Fibrillation of carrier protein albebetin and its biologically active constructs. multiple oligomeric intermediates and pathways

We showed that the genetically engineered carrier-protein albebetin and its biologically active constructs with interferon-alpha(2) octapeptide LKEKKYSP or differentiation factor hexapeptide TGENHR are inherently highly amyloidogenic at physiological pH. The kinetics of fibrillation were monitored by thioflavine-T (ThT) binding and the morphological changes by atomic force microscopy. Fibrillation proceeds via multiple pathways and includes a hierarchy of amyloid structures ranging from oligomers to protofilaments and fibrils. Comparative height and volume microscopic measurements allowed us to identify two distinct types of oligomeric intermediates: pivotal oligomers ca. 1.2 nm in height comprised of 1012 monomers and on-pathway amyloid-competent oligomers ca. 2 nm in height constituted of 26-30 molecules. The former assemble into chains and rings with bead-on-string morphology, in which a bead corresponds to an individual oligomer. Once formed, the rings and chains remain in solution simultaneously with fibrils.
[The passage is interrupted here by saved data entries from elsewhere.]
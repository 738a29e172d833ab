//! Mask functions of the wipe catalog.
//!
//! Every mask takes texture coordinates with `(0, 0)` at the top-left and a progress in
//! `(0, 1)`, and returns 1 where the entering slide shows. The mask grows with progress and
//! reaches the slide corners as progress approaches 1. Isotropic masks receive coordinates already
//! stretched about the centre, so the longer axis exceeds `[0, 1]`; they carry the half extent
//! of that space to reach the corners at the end.

use std::f64::consts::{FRAC_PI_2, TAU};

use kurbo::{BezPath, Shape};

use crate::animation::filter::{TransitionFilterInfo, TransitionSubType, TransitionType};
use crate::foundation::core::{Canvas, Point, Vec2};
use crate::foundation::math::cell_noise;
use crate::transitions::clipping::{EffectTraits, MaskFunction, ReverseMethod};

const DISSOLVE_SEED: u64 = 0x5eed_d155;
const RANDOM_BARS_SEED: u64 = 0x5eed_ba55;
const RANDOM_BARS: u32 = 64;
const CHECKER_CELLS: f64 = 8.0;
const BLINDS: f64 = 6.0;
const WATERFALL_STEPS: f64 = 8.0;
const DISSOLVE_CELL_PX: u32 = 16;

fn step_below(v: f64, edge: f64) -> f64 {
    if v < edge { 1.0 } else { 0.0 }
}

/// Half size of the mask coordinate space, `(0.5, 0.5)` unless stretched isotropically.
pub fn half_extent(canvas: Canvas, isotropic: bool) -> Vec2 {
    let (w, h) = (f64::from(canvas.width), f64::from(canvas.height));
    if !isotropic || w == h {
        Vec2::new(0.5, 0.5)
    } else if w > h {
        Vec2::new(0.5 * w / h, 0.5)
    } else {
        Vec2::new(0.5, 0.5 * h / w)
    }
}

fn centered(uv: Point) -> Vec2 {
    uv - Point::new(0.5, 0.5)
}

/// Straight edge crossing the slide.
#[derive(Debug)]
pub struct BarWipe {
    /// Sweep top to bottom instead of left to right.
    pub top_to_bottom: bool,
}

impl MaskFunction for BarWipe {
    fn mask_value(&self, uv: Point, progress: f64) -> f64 {
        let c = if self.top_to_bottom { uv.y } else { uv.x };
        step_below(c, progress)
    }
}

/// Clock hands sweeping around the centre.
#[derive(Debug)]
pub struct PinWheelWipe {
    pub blades: u32,
    /// Start angle as a fraction of a blade sector.
    pub phase: f64,
}

impl MaskFunction for PinWheelWipe {
    fn mask_value(&self, uv: Point, progress: f64) -> f64 {
        let d = centered(uv);
        // Clockwise from twelve o'clock with y pointing down.
        let turn = (d.x.atan2(-d.y) / TAU).rem_euclid(1.0);
        let f = (turn * f64::from(self.blades.max(1)) + self.phase).rem_euclid(1.0);
        step_below(f, progress)
    }

    fn reverse_uv(&self, uv: Point, method: ReverseMethod) -> Point {
        match method {
            // Counter-clockwise sweep.
            ReverseMethod::Rotate180 | ReverseMethod::FlipX => Point::new(1.0 - uv.x, uv.y),
            ReverseMethod::FlipY => Point::new(uv.x, 1.0 - uv.y),
            ReverseMethod::Ignore | ReverseMethod::SubtractAndInvert => uv,
        }
    }
}

/// Bars appearing in random order.
#[derive(Debug)]
pub struct RandomBarWipe {
    /// Vertical bars (split along x).
    pub vertical: bool,
}

impl MaskFunction for RandomBarWipe {
    fn mask_value(&self, uv: Point, progress: f64) -> f64 {
        let c = if self.vertical { uv.x } else { uv.y };
        let bar = (c * f64::from(RANDOM_BARS)).floor().clamp(0.0, f64::from(RANDOM_BARS - 1));
        step_below(cell_noise(RANDOM_BARS_SEED, bar as u32, 0), progress)
    }
}

/// Squares filling in a checker pattern, odd rows (or columns) offset by half a square.
#[derive(Debug)]
pub struct CheckerBoardWipe {
    /// Squares fill left to right; otherwise top to bottom.
    pub across: bool,
}

impl MaskFunction for CheckerBoardWipe {
    fn mask_value(&self, uv: Point, progress: f64) -> f64 {
        let (along, other) = if self.across {
            (uv.x, uv.y)
        } else {
            (uv.y, uv.x)
        };
        let lane = (other * CHECKER_CELLS).floor() as i64;
        let offset = if lane.rem_euclid(2) == 1 { 0.5 } else { 0.0 };
        let f = (along * CHECKER_CELLS + offset).rem_euclid(1.0);
        step_below(f, progress)
    }
}

/// Four boxes meeting in the centre, or a cross opening from it.
#[derive(Debug)]
pub struct FourBoxWipe {
    pub corners_out: bool,
}

impl MaskFunction for FourBoxWipe {
    fn mask_value(&self, uv: Point, progress: f64) -> f64 {
        let d = centered(uv);
        let qx = d.x.abs() * 2.0;
        let qy = d.y.abs() * 2.0;
        if self.corners_out {
            step_below(qx.min(qy), progress)
        } else {
            step_below(1.0 - qx.min(qy), progress)
        }
    }
}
The latter give rise to protofilaments and fibrils, and their formation is concomitant with an increasing level of ThT binding. The amyloid nature of filamentous structures was confirmed by a pronounced ThT and Congo red binding and beta-sheet-rich far-UV circular dichroism. We suggest that transformation of the pivotal oligomers into the amyloid-prone ones is a limiting stage in amyloid assembly. Peptides, either fused to albebetin or added into solution, and an increased ionic strength promote fibrillation of albebetin (net charge of - 12) by counterbalancing critical electrostatic repulsions. This finding demonstrates that the fibrillation of newly designed polypeptide-based products can produce multimeric amyloid species with a potentially new functionality, raising questions about their safety.